No Democrats filed as candidates for Kendall County races in the March 20 primary, but the county party slated candidates for County Board and county clerk at a meeting Tuesday, May 8.
Robyn Vickers of Oswego will be running for County Board in District 2. There are two seats up for election, and the November ballot includes Republicans Scott Gryder of Oswego, who is currently the County Board chairman, and Dan Koukol of Oswego, who lost his seat on the board two years ago but defeated incumbent Lynn Cullick in the March Republican primary.
Andrew Torres of Oswego will be running for county clerk against incumbent Debbie Gillette, who will be running for her third full term in office. Gillette was elected to a two-year term in 2008 following the retirement of Paul Anderson as county clerk.

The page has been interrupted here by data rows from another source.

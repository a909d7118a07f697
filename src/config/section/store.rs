//! `[store]` section configuration.
//!
//! # Example
//!
//! ```toml
//! [store]
//! path = "~/.local/share/critpath/options.json"
//! ```

use std::path::{Path, PathBuf};

use serde::{Deserialize, Serialize};

use crate::config::{ConfigDiagnostics, FieldPath};

/// Option store location.
#[derive(Debug, Clone, Serialize, Deserialize)]
#[serde(default)]
pub struct StoreConfig {
    /// JSON file holding every option record. Relative paths resolve against
    /// the project root; `~` is expanded.
    pub path: PathBuf,
}

pub struct StoreFields {
    pub path: FieldPath,
}

impl Default for StoreConfig {
    fn default() -> Self {
        Self {
            path: ".critpath/options.json".into(),
        }
    }
}

impl StoreConfig {
    pub const FIELDS: StoreFields = StoreFields {
        path: FieldPath::new("store.path"),
    };

    /// Expand `~` and anchor relative paths at `root`.
    pub fn normalize(&mut self, root: &Path) {
        self.path = crate::config::util::expand_path(&self.path, root);
    }

    pub fn validate(&self, diag: &mut ConfigDiagnostics) {
        if self.path.as_os_str().is_empty() {
            diag.error(Self::FIELDS.path, "must not be empty");
        } else if self.path.is_dir() {
            diag.error_with_hint(
                Self::FIELDS.path,
                format!("`{}` is a directory", self.path.display()),
                "point it at a JSON file, e.g. .critpath/options.json",
            );
        }
    }
}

Vickers, who has more than 10 years of business development and management experience in the travel management industry, has lived in Oswego for the past 14 years with her husband, Neil, and three kids. Vickers said she has served on three School District 308 committees, including as chair of the Parent Communication Council, and was appointed to the village of Oswego’s Planning and Zoning Commission this year.
Torres lives in Oswego with his fiancé Kristi and two children. An Oswego High School alum, he graduated from the University of Illinois Champaign-Urbana in 2006 with a bachelor’s degree in political science and economics. He is graduating this spring with an MBA from the University of Illinois. He is employed as a catastrophe claim adjuster.
Amy Cesich of Yorkville, a former County Board member who served a two-year term and lost a bid for re-election in 2014, is running for County Board District 1 after a successful write-in campaign in the March primary. She will be running against Republican incumbents Judy Gilmour of Yorkville and Matthew Prochaska of Bristol, as well as Republican Todd Milliron of Yorkville, for one of the three seats up for election.
Other Democrats are facing Republican incumbents in the November general election, with local party officials hoping that they can ride what national political pundits are predicting to be a “blue wave” of Democratic election victories.
Lauren Underwood of Naperville is opposing incumbent U.S. Rep. Randy Hultgren, R-Plano; James Leslie of Aurora is opposing incumbent state Rep. Keith Wheeler, R-Oswego; Heidi Henry of Marseilles is opposing incumbent state Sen. Sue Rezin, R-Morris; and Mica Freeman of Plainfield is opposing incumbent state Rep. Mark Batinick, R-Plainfield.
Also, Republican Patty Smith of Aurora is taking on incumbent state Rep. Stephanie Kifowit, D-Oswego. Incumbent state Sen. Linda Holmes, D-Aurora, is so far unopposed in the November general election.
Kendall County Democratic Party Chair Julie Gondar, a Yorkville resident who grew up in Boulder Hill and attended Oswego High School, said the slating is part of the local party’s effort to be more dynamic in local elections than in the past. Gondar has never held elected office and has been involved with the local party for 15 months.
The county party is currently going through a rebranding, and most recently all-new officials were elected – all women: Gondar, Vice Chair Mary Cresto, Secretary Mary Murray and Treasurer Ilaine Jessup.
After moving out of the area, Gondar and her family moved back to Kendall County in 2004. She said she was aware of the traditionally Republican political makeup of the county.
“As a lifelong Dem, I was always looking at the national political scene; I was never involved locally,” she said. “I kind of just assumed everybody was a Republican, and didn’t get off my behind to get involved.”
Gondar said she was disappointed in the November 2016 election results, but wasn’t moved to get involved politically until she saw news coverage of the Women’s March in January 2017. She said she was “moved to tears and I realized that there’s no excuse to not be involved.”
Gondar said she attended her first Kendall County Democrats meeting in February of 2017, where they were discussing forming a women’s group. She volunteered to be its president. After her involvement with that group, she said she talked with Kristina Zahorik, the recently-elected chair of the McHenry County Democrats and a state precinct committeeman, who suggested to Gondar that she run for county party chair.
“I had no plans to do so,” she said. “I didn’t have any political experience, but I did have leadership experience and management experience, and that’s a key piece that I can bring to the table.”
Gondar said people are “coming out of the woodwork” to get involved with the party. She said she wants to keep them involved, and communicate with voters in all of the county’s 84 precincts.
“The key is harnessing their energy and their abilities and directing them to the right role, so they’re hitting on all levels,” she said. “As far as the people who walk through the door, they need to be given a task. I’ve heard over and over again, we can whiteboard ideas all day long, if they aren’t put into action, people are going to quit showing up.”